Among the records below, find the lines that contain "MemorySink" and copy each of them.
|---|
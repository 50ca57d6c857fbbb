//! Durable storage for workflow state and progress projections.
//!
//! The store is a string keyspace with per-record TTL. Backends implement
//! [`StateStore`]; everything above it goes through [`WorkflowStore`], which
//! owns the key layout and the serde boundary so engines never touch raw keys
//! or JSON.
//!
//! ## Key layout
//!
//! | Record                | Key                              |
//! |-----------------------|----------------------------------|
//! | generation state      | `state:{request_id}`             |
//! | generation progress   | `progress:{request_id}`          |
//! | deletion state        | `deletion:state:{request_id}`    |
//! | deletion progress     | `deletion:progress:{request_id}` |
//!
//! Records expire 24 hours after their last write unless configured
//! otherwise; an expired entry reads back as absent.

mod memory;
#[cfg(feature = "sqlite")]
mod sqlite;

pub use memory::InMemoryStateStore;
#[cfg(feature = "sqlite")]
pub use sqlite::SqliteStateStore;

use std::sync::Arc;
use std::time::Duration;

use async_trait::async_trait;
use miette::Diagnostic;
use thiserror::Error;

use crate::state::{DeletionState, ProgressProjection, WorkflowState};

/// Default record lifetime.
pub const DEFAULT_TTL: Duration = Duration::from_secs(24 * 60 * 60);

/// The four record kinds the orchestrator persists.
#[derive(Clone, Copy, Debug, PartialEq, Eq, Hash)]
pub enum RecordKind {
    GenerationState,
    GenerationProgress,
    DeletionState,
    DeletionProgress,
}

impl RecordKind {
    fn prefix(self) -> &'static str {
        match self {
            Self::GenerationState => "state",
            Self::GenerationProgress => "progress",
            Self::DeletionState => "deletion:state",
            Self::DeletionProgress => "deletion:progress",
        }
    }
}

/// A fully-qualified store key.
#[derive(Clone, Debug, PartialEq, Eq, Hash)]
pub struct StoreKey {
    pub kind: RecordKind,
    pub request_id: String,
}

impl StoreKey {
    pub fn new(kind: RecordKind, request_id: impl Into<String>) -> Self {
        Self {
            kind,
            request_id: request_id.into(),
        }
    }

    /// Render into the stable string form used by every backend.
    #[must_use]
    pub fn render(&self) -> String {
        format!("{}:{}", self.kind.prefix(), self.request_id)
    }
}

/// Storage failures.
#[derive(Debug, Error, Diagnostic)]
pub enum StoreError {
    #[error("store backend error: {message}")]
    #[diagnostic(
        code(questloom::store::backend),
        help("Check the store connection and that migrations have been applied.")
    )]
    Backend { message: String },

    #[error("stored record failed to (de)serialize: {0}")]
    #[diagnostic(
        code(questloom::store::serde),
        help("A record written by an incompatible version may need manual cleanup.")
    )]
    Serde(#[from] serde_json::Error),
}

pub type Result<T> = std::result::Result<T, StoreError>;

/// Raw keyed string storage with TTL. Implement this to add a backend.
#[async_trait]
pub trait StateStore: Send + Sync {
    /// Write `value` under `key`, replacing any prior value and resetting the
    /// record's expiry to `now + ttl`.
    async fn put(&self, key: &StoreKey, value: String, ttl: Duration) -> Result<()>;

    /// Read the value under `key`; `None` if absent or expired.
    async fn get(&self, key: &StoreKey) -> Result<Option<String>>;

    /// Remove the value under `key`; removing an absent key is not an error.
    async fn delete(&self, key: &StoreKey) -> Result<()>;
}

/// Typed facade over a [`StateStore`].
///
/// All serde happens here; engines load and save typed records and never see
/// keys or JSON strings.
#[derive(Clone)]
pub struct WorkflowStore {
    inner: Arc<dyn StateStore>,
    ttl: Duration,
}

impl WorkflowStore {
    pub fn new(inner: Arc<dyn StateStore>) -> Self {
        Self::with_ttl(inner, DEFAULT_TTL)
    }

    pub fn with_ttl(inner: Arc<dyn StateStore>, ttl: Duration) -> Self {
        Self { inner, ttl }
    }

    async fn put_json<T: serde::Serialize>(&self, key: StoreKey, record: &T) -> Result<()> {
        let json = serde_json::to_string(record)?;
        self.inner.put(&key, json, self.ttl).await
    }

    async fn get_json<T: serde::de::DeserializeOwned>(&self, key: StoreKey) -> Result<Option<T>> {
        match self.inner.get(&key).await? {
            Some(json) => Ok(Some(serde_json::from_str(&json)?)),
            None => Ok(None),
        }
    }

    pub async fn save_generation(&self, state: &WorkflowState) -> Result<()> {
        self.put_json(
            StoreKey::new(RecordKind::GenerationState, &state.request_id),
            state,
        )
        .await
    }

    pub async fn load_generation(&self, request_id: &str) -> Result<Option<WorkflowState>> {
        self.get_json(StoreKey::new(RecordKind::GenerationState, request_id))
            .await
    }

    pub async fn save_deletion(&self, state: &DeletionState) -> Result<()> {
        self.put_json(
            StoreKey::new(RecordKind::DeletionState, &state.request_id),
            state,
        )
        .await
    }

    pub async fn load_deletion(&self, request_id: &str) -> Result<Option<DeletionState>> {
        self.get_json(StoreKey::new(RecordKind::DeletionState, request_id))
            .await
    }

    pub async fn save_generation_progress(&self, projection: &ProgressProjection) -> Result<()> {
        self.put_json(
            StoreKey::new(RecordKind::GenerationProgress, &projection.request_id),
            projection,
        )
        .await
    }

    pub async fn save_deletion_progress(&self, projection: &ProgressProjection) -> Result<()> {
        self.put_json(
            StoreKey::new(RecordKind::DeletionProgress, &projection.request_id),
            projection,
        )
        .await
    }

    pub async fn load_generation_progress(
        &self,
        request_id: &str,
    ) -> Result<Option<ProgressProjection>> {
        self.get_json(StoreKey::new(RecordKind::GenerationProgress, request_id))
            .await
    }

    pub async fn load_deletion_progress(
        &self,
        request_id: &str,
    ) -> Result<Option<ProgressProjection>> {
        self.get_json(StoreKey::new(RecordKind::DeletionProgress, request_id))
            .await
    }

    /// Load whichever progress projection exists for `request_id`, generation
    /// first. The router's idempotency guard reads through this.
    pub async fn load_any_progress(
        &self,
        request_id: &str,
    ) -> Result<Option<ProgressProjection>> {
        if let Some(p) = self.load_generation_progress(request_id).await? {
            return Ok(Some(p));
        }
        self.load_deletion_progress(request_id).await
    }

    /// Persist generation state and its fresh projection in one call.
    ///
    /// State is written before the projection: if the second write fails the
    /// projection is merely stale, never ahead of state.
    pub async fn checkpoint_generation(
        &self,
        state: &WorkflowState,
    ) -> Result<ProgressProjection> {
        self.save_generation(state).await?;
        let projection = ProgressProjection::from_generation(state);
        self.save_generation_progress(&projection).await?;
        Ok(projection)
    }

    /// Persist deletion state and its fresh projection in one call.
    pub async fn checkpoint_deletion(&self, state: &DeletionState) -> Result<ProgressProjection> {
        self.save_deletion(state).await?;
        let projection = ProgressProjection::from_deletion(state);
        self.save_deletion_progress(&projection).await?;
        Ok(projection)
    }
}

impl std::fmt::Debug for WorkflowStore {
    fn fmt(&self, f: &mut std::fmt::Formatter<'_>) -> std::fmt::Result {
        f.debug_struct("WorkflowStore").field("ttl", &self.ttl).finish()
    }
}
|---|
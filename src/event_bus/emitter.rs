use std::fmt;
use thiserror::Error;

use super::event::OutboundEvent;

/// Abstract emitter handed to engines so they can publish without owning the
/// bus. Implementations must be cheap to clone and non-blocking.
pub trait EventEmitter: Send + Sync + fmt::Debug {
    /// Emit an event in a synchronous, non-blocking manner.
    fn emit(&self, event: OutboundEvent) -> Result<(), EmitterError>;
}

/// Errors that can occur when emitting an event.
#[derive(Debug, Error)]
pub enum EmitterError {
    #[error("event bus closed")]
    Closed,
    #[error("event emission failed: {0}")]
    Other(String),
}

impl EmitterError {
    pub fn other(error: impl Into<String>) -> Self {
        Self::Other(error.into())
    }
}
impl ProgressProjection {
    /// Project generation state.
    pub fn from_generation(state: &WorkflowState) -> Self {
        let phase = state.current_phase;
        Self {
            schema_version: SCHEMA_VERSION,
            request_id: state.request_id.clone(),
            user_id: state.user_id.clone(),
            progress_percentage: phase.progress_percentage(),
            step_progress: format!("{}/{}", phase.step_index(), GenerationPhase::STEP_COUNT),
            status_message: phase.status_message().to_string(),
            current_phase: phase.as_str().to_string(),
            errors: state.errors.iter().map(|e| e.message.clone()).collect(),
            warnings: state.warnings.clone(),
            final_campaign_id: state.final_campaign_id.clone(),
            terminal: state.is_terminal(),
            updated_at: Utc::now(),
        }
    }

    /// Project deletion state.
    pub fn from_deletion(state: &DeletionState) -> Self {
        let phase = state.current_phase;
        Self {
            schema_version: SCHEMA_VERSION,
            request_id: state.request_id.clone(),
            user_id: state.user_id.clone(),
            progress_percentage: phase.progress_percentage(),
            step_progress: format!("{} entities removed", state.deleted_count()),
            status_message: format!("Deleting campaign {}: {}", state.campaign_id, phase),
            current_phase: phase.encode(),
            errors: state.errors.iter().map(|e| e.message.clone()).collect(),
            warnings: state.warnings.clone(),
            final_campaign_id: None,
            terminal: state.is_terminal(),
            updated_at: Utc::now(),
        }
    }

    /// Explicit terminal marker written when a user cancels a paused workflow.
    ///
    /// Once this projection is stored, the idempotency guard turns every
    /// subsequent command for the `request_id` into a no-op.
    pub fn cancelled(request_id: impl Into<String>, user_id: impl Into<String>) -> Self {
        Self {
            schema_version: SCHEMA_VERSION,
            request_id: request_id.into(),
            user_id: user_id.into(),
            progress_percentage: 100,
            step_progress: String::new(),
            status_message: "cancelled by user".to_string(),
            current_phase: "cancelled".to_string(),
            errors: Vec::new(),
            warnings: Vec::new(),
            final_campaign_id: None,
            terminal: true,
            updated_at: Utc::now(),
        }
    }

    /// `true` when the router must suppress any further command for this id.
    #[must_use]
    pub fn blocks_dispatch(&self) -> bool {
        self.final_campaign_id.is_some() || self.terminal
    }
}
|---|
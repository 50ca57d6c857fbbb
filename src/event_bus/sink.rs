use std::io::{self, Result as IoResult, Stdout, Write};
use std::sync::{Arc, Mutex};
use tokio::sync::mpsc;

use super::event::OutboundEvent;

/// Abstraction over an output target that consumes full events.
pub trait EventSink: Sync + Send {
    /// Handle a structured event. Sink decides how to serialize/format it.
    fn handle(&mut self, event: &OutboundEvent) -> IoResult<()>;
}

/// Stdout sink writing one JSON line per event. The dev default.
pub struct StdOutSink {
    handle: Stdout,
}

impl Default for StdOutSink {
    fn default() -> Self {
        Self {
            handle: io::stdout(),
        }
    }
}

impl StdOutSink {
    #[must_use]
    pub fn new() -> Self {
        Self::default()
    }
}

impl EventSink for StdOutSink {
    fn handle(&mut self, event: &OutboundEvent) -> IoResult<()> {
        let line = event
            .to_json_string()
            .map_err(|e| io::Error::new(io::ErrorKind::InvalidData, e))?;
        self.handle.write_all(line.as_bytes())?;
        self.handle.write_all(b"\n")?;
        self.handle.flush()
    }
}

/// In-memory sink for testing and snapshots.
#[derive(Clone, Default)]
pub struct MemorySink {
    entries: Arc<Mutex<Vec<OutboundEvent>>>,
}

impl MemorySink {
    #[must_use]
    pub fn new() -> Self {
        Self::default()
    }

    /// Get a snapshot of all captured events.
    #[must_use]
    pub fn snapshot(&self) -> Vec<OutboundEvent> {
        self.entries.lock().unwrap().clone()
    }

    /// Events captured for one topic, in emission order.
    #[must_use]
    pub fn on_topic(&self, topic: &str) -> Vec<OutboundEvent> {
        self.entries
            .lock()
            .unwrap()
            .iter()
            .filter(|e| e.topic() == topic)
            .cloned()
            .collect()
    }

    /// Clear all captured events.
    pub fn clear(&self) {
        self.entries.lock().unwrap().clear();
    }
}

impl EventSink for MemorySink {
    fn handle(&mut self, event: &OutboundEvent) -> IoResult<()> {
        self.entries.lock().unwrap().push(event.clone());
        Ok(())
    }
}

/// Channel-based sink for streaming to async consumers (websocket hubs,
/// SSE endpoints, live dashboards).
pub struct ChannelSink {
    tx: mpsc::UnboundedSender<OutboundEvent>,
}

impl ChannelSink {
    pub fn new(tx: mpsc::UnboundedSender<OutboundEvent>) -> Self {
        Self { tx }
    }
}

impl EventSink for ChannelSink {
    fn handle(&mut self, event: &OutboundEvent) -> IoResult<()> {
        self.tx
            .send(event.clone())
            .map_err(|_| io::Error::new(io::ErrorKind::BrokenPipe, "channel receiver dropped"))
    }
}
|---|
Answer to this task -
pub struct MemorySink {
impl MemorySink {
impl EventSink for MemorySink {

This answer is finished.